Problem statement:
Copy out all of the data exactly as it appears.

========================================

const INITIAL_CAPACITY: u32 = 16;

/// Next capacity step: grows by 1.5x, always by at least one slot.
fn grown_capacity(current: u32, required: u32) -> u32 {
    let mut capacity = current.max(1);
    while capacity < required {
        capacity = (capacity * 3).div_ceil(2);
    }
    capacity
}

/// The planned contents of one full descriptor rewrite, kept separate from
/// the write call so it is comparable across rebuilds.
#[derive(Debug, PartialEq, Eq, Default)]
pub(crate) struct RewritePlan {
    pub sampled: Vec<vk::ImageView>,
    pub storage: Vec<vk::ImageView>,
    pub samplers: Vec<vk::Sampler>,
}

/// Walks the pools in slot order and picks, per slot, the view or sampler a
/// shader should see: the real resource when it qualifies, the dummy
/// otherwise.
pub(crate) fn plan_rewrite(
    textures: &Pool<Texture>,
    samplers: &Pool<Sampler>,
    dummy_view: vk::ImageView,
    dummy_storage_view: vk::ImageView,
    dummy_sampler: vk::Sampler,
) -> RewritePlan {
    let mut plan = RewritePlan::default();
    for slot in textures.iter() {
        let sampled = slot
            .filter(|t| t.is_sampled() && t.sample_count == vk::SampleCountFlags::TYPE_1)
            .map(|t| t.view)
            .filter(|&v| v != vk::ImageView::null())
            .unwrap_or(dummy_view);
        plan.sampled.push(sampled);

        let storage = slot
            .filter(|t| t.is_storage() && t.sample_count == vk::SampleCountFlags::TYPE_1)
            .map(|t| t.storage_view)
            .filter(|&v| v != vk::ImageView::null())
            .unwrap_or(dummy_storage_view);
        plan.storage.push(storage);
    }
    for slot in samplers.iter() {
        let sampler = slot
            .map(|s| s.sampler)
            .filter(|&s| s != vk::Sampler::null())
            .unwrap_or(dummy_sampler);
        plan.samplers.push(sampler);
    }
    plan
}

pub(crate) struct DescriptorManager {
    device: Device,
    pool: vk::DescriptorPool,
    layout: vk::DescriptorSetLayout,
    set: vk::DescriptorSet,
    texture_capacity: u32,
    sampler_capacity: u32,
    use_combined: bool,
    dirty: bool,
}

impl DescriptorManager {
    pub fn new(device: Device, use_combined: bool) -> Result<Self> {
        let (pool, layout, set) =
            build_descriptor_objects(&device, INITIAL_CAPACITY, INITIAL_CAPACITY, use_combined)?;
        Ok(Self {
            device,
            pool,
            layout,
            set,
            texture_capacity: INITIAL_CAPACITY,
            sampler_capacity: INITIAL_CAPACITY,
            use_combined,
            dirty: true,
        })
    }

    pub fn layout(&self) -> vk::DescriptorSetLayout {
        self.layout
    }

    pub fn set(&self) -> vk::DescriptorSet {
        self.set
    }

    pub fn set_dirty(&mut self) {
        self.dirty = true;
    }

    pub fn is_dirty(&self) -> bool {
        self.dirty
    }

    /// Grows capacity to cover the pools' slot counts. Returns `true` when a
    /// growth happened (which also forces a rewrite). The retired pool and
    /// layout ride the deleter so in-flight frames keep their set alive.
    pub fn maybe_grow(
        &mut self,
        texture_slots: u32,
        sampler_slots: u32,
        deleter: &mut DeferredDeleter,
        frame: u64,
    ) -> Result<bool> {
        if texture_slots <= self.texture_capacity && sampler_slots <= self.sampler_capacity {
            return Ok(false);
        }
        let texture_capacity = grown_capacity(self.texture_capacity, texture_slots);
        let sampler_capacity = grown_capacity(self.sampler_capacity, sampler_slots);

        let limits = self.device.limits();
        let max_textures = limits
            .max_update_after_bind_sampled_images
            .min(limits.max_update_after_bind_storage_images);
        if texture_capacity > max_textures || sampler_capacity > limits.max_update_after_bind_samplers
        {
            return Err(Error::Context(format!(
                "descriptor capacity {texture_capacity}/{sampler_capacity} exceeds device limits"
            )));
        }

        tracing::info!(
            textures = texture_capacity,
            samplers = sampler_capacity,
            "growing bindless descriptor table"
        );
        let (pool, layout, set) = build_descriptor_objects(
            &self.device,
            texture_capacity,
            sampler_capacity,
            self.use_combined,
        )?;

        let old_pool = std::mem::replace(&mut self.pool, pool);
        let old_layout = std::mem::replace(&mut self.layout, layout);
        self.set = set;
        self.texture_capacity = texture_capacity;
        self.sampler_capacity = sampler_capacity;
        self.dirty = true;
        deleter.defer(frame, move |device, _| unsafe {
            device.destroy_descriptor_pool(old_pool, None);
            device.destroy_descriptor_set_layout(old_layout, None);
        });
        Ok(true)
    }

    /// Applies a planned rewrite in one `vkUpdateDescriptorSets` call.
    ///
    /// Waits both queues idle first; that is the documented safe point at
    /// which no in-flight submission can still read the set.
    pub fn apply_rewrite(&mut self, plan: &RewritePlan) -> Result<()> {
        unsafe {
            self.device
                .queue_wait_idle(self.device.graphics_queue().queue)?;
            if self.device.compute_queue().family_index
                != self.device.graphics_queue().family_index
            {
                self.device
                    .queue_wait_idle(self.device.compute_queue().queue)?;
            }
        }

        let sampled_infos: Vec<vk::DescriptorImageInfo> = plan
            .sampled
            .iter()
            .map(|&image_view| vk::DescriptorImageInfo {
                image_view,
                image_layout: vk::ImageLayout::GENERAL,
                ..Default::default()
            })
            .collect();
        let storage_infos: Vec<vk::DescriptorImageInfo> = plan
            .storage
            .iter()
            .map(|&image_view| vk::DescriptorImageInfo {
                image_view,
                image_layout: vk::ImageLayout::GENERAL,
                ..Default::default()
            })
            .collect();
        let sampler_infos: Vec<vk::DescriptorImageInfo> = plan
            .samplers
            .iter()
            .map(|&sampler| vk::DescriptorImageInfo {
                sampler,
                image_layout: vk::ImageLayout::UNDEFINED,
                ..Default::default()
            })
            .collect();

        let mut writes: Vec<vk::WriteDescriptorSet> = Vec::with_capacity(3);
        if !sampled_infos.is_empty() {
            writes.push(
                vk::WriteDescriptorSet::default()
                    .dst_set(self.set)
                    .dst_binding(BINDING_SAMPLED_IMAGES)
                    .descriptor_type(vk::DescriptorType::SAMPLED_IMAGE)
                    .image_info(&sampled_infos),
            );
        }
        if !sampler_infos.is_empty() {
            writes.push(
                vk::WriteDescriptorSet::default()
                    .dst_set(self.set)
                    .dst_binding(BINDING_SAMPLERS)
                    .descriptor_type(vk::DescriptorType::SAMPLER)
                    .image_info(&sampler_infos),
            );
        }
        if !storage_infos.is_empty() {
            writes.push(
                vk::WriteDescriptorSet::default()
                    .dst_set(self.set)
                    .dst_binding(BINDING_STORAGE_IMAGES)
                    .descriptor_type(vk::DescriptorType::STORAGE_IMAGE)
                    .image_info(&storage_infos),
            );
        }
        if !writes.is_empty() {
            unsafe { self.device.update_descriptor_sets(&writes, &[]) };
        }
        tracing::debug!(
            sampled = sampled_infos.len(),
            samplers = sampler_infos.len(),
            storage = storage_infos.len(),
            "rewrote bindless descriptor set"
        );
        self.dirty = false;
        Ok(())
    }

    pub fn destroy(&mut self) {
        unsafe {
            if self.pool != vk::DescriptorPool::null() {
                self.device.destroy_descriptor_pool(self.pool, None);
                self.pool = vk::DescriptorPool::null();
            }
            if self.layout != vk::DescriptorSetLayout::null() {
                self.device.destroy_descriptor_set_layout(self.layout, None);
                self.layout = vk::DescriptorSetLayout::null();
            }
        }
    }
}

========================================

Solution to the exercise:
const INITIAL_CAPACITY: u32 = 16;

/// Next capacity step: grows by 1.5x, always by at least one slot.
fn grown_capacity(current: u32, required: u32) -> u32 {
    let mut capacity = current.max(1);
    while capacity < required {
        capacity = (capacity * 3).div_ceil(2);
    }
    capacity
}

/// The planned contents of one full descriptor rewrite, kept separate from
/// the write call so it is comparable across rebuilds.
#[derive(Debug, PartialEq, Eq, Default)]
pub(crate) struct RewritePlan {
    pub sampled: Vec<vk::ImageView>,
    pub storage: Vec<vk::ImageView>,
    pub samplers: Vec<vk::Sampler>,
}

/// Walks the pools in slot order and picks, per slot, the view or sampler a
/// shader should see: the real resource when it qualifies, the dummy
/// otherwise.
pub(crate) fn plan_rewrite(
    textures: &Pool<Texture>,
    samplers: &Pool<Sampler>,
    dummy_view: vk::ImageView,
    dummy_storage_view: vk::ImageView,
    dummy_sampler: vk::Sampler,
) -> RewritePlan {
    let mut plan = RewritePlan::default();
    for slot in textures.iter() {
        let sampled = slot
            .filter(|t| t.is_sampled() && t.sample_count == vk::SampleCountFlags::TYPE_1)
            .map(|t| t.view)
            .filter(|&v| v != vk::ImageView::null())
            .unwrap_or(dummy_view);
        plan.sampled.push(sampled);

        let storage = slot
            .filter(|t| t.is_storage() && t.sample_count == vk::SampleCountFlags::TYPE_1)
            .map(|t| t.storage_view)
            .filter(|&v| v != vk::ImageView::null())
            .unwrap_or(dummy_storage_view);
        plan.storage.push(storage);
    }
    for slot in samplers.iter() {
        let sampler = slot
            .map(|s| s.sampler)
            .filter(|&s| s != vk::Sampler::null())
            .unwrap_or(dummy_sampler);
        plan.samplers.push(sampler);
    }
    plan
}

pub(crate) struct DescriptorManager {
    device: Device,
    pool: vk::DescriptorPool,
    layout: vk::DescriptorSetLayout,
    set: vk::DescriptorSet,
    texture_capacity: u32,
    sampler_capacity: u32,
    use_combined: bool,
    dirty: bool,
}

impl DescriptorManager {
    pub fn new(device: Device, use_combined: bool) -> Result<Self> {
        let (pool, layout, set) =
            build_descriptor_objects(&device, INITIAL_CAPACITY, INITIAL_CAPACITY, use_combined)?;
        Ok(Self {
            device,
            pool,
            layout,
            set,
            texture_capacity: INITIAL_CAPACITY,
            sampler_capacity: INITIAL_CAPACITY,
            use_combined,
            dirty: true,
        })
    }

    pub fn layout(&self) -> vk::DescriptorSetLayout {
        self.layout
    }

    pub fn set(&self) -> vk::DescriptorSet {
        self.set
    }

    pub fn set_dirty(&mut self) {
        self.dirty = true;
    }

    pub fn is_dirty(&self) -> bool {
        self.dirty
    }

    /// Grows capacity to cover the pools' slot counts. Returns `true` when a
    /// growth happened (which also forces a rewrite). The retired pool and
    /// layout ride the deleter so in-flight frames keep their set alive.
    pub fn maybe_grow(
        &mut self,
        texture_slots: u32,
        sampler_slots: u32,
        deleter: &mut DeferredDeleter,
        frame: u64,
    ) -> Result<bool> {
        if texture_slots <= self.texture_capacity && sampler_slots <= self.sampler_capacity {
            return Ok(false);
        }
        let texture_capacity = grown_capacity(self.texture_capacity, texture_slots);
        let sampler_capacity = grown_capacity(self.sampler_capacity, sampler_slots);

        let limits = self.device.limits();
        let max_textures = limits
            .max_update_after_bind_sampled_images
            .min(limits.max_update_after_bind_storage_images);
        if texture_capacity > max_textures || sampler_capacity > limits.max_update_after_bind_samplers
        {
            return Err(Error::Context(format!(
                "descriptor capacity {texture_capacity}/{sampler_capacity} exceeds device limits"
            )));
        }

        tracing::info!(
            textures = texture_capacity,
            samplers = sampler_capacity,
            "growing bindless descriptor table"
        );
        let (pool, layout, set) = build_descriptor_objects(
            &self.device,
            texture_capacity,
            sampler_capacity,
            self.use_combined,
        )?;

        let old_pool = std::mem::replace(&mut self.pool, pool);
        let old_layout = std::mem::replace(&mut self.layout, layout);
        self.set = set;
        self.texture_capacity = texture_capacity;
        self.sampler_capacity = sampler_capacity;
        self.dirty = true;
        deleter.defer(frame, move |device, _| unsafe {
            device.destroy_descriptor_pool(old_pool, None);
            device.destroy_descriptor_set_layout(old_layout, None);
        });
        Ok(true)
    }

    /// Applies a planned rewrite in one `vkUpdateDescriptorSets` call.
    ///
    /// Waits both queues idle first; that is the documented safe point at
    /// which no in-flight submission can still read the set.
    pub fn apply_rewrite(&mut self, plan: &RewritePlan) -> Result<()> {
        unsafe {
            self.device
                .queue_wait_idle(self.device.graphics_queue().queue)?;
            if self.device.compute_queue().family_index
                != self.device.graphics_queue().family_index
            {
                self.device
                    .queue_wait_idle(self.device.compute_queue().queue)?;
            }
        }

        let sampled_infos: Vec<vk::DescriptorImageInfo> = plan
            .sampled
            .iter()
            .map(|&image_view| vk::DescriptorImageInfo {
                image_view,
                image_layout: vk::ImageLayout::GENERAL,
                ..Default::default()
            })
            .collect();
        let storage_infos: Vec<vk::DescriptorImageInfo> = plan
            .storage
            .iter()
            .map(|&image_view| vk::DescriptorImageInfo {
                image_view,
                image_layout: vk::ImageLayout::GENERAL,
                ..Default::default()
            })
            .collect();
        let sampler_infos: Vec<vk::DescriptorImageInfo> = plan
            .samplers
            .iter()
            .map(|&sampler| vk::DescriptorImageInfo {
                sampler,
                image_layout: vk::ImageLayout::UNDEFINED,
                ..Default::default()
            })
            .collect();

        let mut writes: Vec<vk::WriteDescriptorSet> = Vec::with_capacity(3);
        if !sampled_infos.is_empty() {
            writes.push(
                vk::WriteDescriptorSet::default()
                    .dst_set(self.set)
                    .dst_binding(BINDING_SAMPLED_IMAGES)
                    .descriptor_type(vk::DescriptorType::SAMPLED_IMAGE)
                    .image_info(&sampled_infos),
            );
        }
        if !sampler_infos.is_empty() {
            writes.push(
                vk::WriteDescriptorSet::default()
                    .dst_set(self.set)
                    .dst_binding(BINDING_SAMPLERS)
                    .descriptor_type(vk::DescriptorType::SAMPLER)
                    .image_info(&sampler_infos),
            );
        }
        if !storage_infos.is_empty() {
            writes.push(
                vk::WriteDescriptorSet::default()
                    .dst_set(self.set)
                    .dst_binding(BINDING_STORAGE_IMAGES)
                    .descriptor_type(vk::DescriptorType::STORAGE_IMAGE)
                    .image_info(&storage_infos),
            );
        }
        if !writes.is_empty() {
            unsafe { self.device.update_descriptor_sets(&writes, &[]) };
        }
        tracing::debug!(
            sampled = sampled_infos.len(),
            samplers = sampler_infos.len(),
            storage = storage_infos.len(),
            "rewrote bindless descriptor set"
        );
        self.dirty = false;
        Ok(())
    }

    pub fn destroy(&mut self) {
        unsafe {
            if self.pool != vk::DescriptorPool::null() {
                self.device.destroy_descriptor_pool(self.pool, None);
                self.pool = vk::DescriptorPool::null();
            }
            if self.layout != vk::DescriptorSetLayout::null() {
                self.device.destroy_descriptor_set_layout(self.layout, None);
                self.layout = vk::DescriptorSetLayout::null();
            }
        }
    }
}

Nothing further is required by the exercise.